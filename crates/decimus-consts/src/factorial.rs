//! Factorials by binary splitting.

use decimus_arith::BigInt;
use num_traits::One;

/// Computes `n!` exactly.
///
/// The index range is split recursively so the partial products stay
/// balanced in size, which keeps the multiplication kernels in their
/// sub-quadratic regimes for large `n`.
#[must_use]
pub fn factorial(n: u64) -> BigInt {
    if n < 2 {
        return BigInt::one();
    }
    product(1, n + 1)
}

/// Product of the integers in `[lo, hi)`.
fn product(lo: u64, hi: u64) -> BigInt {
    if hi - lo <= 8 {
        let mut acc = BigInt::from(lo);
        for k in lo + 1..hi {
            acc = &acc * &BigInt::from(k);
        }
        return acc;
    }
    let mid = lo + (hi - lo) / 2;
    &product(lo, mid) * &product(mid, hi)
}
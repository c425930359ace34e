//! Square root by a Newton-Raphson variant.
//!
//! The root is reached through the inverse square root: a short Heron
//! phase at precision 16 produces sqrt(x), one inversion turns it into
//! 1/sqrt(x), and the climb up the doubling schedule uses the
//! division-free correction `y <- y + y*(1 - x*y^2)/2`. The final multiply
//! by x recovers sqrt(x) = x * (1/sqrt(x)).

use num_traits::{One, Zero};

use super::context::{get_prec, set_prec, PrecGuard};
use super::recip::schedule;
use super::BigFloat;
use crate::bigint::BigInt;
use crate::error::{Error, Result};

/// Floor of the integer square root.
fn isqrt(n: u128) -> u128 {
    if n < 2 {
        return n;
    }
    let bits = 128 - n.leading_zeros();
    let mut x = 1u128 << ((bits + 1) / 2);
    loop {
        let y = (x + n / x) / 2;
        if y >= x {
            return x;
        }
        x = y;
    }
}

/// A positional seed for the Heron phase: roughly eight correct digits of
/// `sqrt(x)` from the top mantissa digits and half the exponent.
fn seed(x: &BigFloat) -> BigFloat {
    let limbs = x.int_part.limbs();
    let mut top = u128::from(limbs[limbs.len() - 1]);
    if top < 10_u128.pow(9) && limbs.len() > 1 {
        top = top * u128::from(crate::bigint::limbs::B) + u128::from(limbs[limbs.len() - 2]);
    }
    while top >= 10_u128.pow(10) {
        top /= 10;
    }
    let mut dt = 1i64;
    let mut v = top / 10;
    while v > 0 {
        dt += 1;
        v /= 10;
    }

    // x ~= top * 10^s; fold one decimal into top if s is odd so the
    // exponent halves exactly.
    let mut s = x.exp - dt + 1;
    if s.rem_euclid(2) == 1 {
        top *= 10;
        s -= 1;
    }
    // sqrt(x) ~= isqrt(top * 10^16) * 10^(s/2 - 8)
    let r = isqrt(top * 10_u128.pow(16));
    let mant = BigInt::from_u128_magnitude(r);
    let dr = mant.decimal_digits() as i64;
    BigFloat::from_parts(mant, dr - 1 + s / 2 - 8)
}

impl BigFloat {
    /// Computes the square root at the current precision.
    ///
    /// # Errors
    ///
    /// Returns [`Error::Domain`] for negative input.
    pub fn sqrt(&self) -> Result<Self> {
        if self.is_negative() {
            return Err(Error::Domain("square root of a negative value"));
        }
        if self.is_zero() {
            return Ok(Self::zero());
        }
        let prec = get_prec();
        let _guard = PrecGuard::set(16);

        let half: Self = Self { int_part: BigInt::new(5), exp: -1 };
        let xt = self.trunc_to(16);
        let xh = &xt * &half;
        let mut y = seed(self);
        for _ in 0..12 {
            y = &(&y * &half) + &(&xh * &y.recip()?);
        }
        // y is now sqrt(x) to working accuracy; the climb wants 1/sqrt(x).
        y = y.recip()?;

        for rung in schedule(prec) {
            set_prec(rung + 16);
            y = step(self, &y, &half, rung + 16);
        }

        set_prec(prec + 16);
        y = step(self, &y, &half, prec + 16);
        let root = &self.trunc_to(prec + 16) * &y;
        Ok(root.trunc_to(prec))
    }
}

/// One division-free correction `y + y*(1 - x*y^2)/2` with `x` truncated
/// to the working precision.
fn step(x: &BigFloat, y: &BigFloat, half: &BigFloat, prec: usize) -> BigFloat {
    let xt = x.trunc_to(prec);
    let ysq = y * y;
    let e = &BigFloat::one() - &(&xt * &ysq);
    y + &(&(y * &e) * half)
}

• • • • •

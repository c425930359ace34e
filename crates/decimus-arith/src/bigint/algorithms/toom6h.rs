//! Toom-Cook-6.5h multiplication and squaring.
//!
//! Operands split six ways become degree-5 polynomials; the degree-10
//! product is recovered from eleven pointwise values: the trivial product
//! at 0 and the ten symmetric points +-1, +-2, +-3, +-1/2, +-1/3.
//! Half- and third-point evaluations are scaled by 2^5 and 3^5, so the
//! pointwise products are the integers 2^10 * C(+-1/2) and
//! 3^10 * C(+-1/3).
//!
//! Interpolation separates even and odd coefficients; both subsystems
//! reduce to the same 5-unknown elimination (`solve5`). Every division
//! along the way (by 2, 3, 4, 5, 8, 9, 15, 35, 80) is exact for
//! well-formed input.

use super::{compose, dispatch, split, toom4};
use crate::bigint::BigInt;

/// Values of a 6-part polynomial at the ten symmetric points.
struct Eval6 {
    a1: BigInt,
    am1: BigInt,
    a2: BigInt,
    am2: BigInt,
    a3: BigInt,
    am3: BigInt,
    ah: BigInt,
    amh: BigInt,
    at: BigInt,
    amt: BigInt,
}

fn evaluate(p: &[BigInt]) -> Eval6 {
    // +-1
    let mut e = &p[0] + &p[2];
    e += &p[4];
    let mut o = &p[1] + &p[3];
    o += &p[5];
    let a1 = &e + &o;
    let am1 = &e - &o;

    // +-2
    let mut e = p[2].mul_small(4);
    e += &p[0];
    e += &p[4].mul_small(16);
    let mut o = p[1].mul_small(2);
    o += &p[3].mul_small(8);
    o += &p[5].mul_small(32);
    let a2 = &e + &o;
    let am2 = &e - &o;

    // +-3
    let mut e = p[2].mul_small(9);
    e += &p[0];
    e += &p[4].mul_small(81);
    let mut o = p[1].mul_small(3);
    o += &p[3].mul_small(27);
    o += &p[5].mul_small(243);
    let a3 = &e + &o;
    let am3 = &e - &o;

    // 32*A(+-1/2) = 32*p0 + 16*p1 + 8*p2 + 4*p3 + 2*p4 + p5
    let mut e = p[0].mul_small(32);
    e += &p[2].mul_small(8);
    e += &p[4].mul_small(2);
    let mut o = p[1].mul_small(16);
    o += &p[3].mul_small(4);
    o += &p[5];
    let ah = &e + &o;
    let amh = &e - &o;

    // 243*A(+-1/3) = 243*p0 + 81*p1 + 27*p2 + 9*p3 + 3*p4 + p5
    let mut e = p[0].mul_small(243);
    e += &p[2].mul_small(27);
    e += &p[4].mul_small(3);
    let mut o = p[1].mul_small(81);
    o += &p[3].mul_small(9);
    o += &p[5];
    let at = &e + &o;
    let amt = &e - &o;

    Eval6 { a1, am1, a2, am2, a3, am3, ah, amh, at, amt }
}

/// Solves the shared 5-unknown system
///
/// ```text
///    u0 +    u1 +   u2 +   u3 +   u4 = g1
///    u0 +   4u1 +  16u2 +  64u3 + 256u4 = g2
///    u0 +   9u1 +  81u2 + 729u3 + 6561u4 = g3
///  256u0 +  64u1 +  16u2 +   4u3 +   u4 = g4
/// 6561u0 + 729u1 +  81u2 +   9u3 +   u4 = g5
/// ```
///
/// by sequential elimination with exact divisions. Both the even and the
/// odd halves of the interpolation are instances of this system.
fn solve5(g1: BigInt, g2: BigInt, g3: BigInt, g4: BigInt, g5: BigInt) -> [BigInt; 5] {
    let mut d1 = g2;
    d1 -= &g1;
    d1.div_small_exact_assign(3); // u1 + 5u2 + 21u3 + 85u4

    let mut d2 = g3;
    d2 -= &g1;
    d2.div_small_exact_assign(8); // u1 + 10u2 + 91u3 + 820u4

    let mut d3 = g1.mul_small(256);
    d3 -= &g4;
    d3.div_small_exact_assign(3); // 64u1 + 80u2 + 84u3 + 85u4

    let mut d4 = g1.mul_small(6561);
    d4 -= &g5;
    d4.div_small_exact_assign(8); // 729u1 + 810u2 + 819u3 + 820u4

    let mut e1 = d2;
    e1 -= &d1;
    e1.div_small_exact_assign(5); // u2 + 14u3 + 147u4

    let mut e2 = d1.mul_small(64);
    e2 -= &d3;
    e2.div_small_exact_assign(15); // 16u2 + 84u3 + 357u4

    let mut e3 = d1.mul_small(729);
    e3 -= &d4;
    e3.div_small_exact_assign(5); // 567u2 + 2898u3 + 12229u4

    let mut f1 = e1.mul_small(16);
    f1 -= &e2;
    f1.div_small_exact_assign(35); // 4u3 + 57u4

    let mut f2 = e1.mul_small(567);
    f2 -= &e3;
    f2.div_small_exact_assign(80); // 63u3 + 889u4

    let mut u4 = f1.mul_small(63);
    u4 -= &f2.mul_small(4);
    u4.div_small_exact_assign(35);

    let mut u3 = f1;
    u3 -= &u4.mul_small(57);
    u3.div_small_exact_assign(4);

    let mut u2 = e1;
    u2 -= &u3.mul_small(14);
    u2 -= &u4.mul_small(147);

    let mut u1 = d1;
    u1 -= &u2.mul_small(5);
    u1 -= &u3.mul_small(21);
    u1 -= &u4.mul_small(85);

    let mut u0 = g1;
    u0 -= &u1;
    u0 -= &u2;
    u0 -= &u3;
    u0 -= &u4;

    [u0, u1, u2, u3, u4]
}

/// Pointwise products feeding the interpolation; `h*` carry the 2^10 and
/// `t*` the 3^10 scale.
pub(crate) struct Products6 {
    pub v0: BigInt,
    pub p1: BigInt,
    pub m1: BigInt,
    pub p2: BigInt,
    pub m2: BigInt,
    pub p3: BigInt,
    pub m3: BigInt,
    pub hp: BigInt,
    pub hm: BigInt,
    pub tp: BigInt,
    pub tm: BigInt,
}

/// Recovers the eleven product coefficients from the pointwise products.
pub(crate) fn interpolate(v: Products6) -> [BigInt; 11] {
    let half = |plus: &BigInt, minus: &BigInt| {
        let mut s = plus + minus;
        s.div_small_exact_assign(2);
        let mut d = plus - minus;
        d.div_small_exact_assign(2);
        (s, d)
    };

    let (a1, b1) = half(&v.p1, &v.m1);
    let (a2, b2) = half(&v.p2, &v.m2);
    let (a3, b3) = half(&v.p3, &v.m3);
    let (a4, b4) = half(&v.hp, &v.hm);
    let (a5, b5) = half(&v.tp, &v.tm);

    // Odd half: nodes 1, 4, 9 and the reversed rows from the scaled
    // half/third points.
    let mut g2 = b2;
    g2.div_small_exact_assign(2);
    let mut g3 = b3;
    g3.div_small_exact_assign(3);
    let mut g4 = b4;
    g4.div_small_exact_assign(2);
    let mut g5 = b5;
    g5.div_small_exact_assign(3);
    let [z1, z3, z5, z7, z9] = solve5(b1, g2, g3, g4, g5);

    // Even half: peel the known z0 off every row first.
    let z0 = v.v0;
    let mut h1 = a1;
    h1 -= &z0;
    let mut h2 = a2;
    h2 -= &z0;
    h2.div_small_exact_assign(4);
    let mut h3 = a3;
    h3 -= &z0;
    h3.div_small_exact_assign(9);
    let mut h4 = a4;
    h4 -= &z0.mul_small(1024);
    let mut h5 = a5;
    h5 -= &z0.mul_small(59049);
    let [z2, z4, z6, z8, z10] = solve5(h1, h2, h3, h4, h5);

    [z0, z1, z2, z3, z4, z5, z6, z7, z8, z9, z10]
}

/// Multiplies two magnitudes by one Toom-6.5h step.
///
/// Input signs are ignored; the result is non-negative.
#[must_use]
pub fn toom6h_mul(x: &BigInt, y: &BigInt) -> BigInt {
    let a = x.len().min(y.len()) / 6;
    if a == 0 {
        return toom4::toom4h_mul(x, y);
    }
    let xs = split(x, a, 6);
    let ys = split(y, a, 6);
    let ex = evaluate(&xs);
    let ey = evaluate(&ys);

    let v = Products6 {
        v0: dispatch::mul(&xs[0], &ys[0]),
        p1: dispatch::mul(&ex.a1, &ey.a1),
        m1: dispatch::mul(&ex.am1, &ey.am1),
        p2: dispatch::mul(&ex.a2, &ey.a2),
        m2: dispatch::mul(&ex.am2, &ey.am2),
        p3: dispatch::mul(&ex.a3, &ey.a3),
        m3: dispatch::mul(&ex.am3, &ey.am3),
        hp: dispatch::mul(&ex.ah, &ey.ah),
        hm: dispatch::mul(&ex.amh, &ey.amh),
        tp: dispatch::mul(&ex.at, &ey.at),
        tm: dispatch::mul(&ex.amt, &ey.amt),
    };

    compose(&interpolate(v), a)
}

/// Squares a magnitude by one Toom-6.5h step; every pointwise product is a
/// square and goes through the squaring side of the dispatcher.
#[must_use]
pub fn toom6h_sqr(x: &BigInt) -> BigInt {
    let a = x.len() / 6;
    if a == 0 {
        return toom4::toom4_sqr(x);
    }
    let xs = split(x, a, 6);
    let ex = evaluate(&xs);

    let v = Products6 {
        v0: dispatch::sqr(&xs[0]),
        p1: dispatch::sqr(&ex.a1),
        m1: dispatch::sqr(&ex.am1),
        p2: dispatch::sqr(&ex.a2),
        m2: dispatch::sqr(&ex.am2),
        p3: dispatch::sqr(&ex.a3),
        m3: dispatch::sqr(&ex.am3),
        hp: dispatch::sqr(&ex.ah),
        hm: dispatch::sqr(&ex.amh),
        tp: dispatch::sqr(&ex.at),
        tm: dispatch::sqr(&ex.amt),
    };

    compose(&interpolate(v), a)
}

• • • • •

Task brief — Above this instruction are the records; retype exactly the lines from the one containing "top = top *" up to and including the one containing "let prec = get_prec();".

Response for this exercise —
        top = top * u128::from(crate::bigint::limbs::B) + u128::from(limbs[limbs.len() - 2]);
    }
    while top >= 10_u128.pow(10) {
        top /= 10;
    }
    let mut dt = 1i64;
    let mut v = top / 10;
    while v > 0 {
        dt += 1;
        v /= 10;
    }

    // x ~= top * 10^s; fold one decimal into top if s is odd so the
    // exponent halves exactly.
    let mut s = x.exp - dt + 1;
    if s.rem_euclid(2) == 1 {
        top *= 10;
        s -= 1;
    }
    // sqrt(x) ~= isqrt(top * 10^16) * 10^(s/2 - 8)
    let r = isqrt(top * 10_u128.pow(16));
    let mant = BigInt::from_u128_magnitude(r);
    let dr = mant.decimal_digits() as i64;
    BigFloat::from_parts(mant, dr - 1 + s / 2 - 8)
}

impl BigFloat {
    /// Computes the square root at the current precision.
    ///
    /// # Errors
    ///
    /// Returns [`Error::Domain`] for negative input.
    pub fn sqrt(&self) -> Result<Self> {
        if self.is_negative() {
            return Err(Error::Domain("square root of a negative value"));
        }
        if self.is_zero() {
            return Ok(Self::zero());
        }
        let prec = get_prec();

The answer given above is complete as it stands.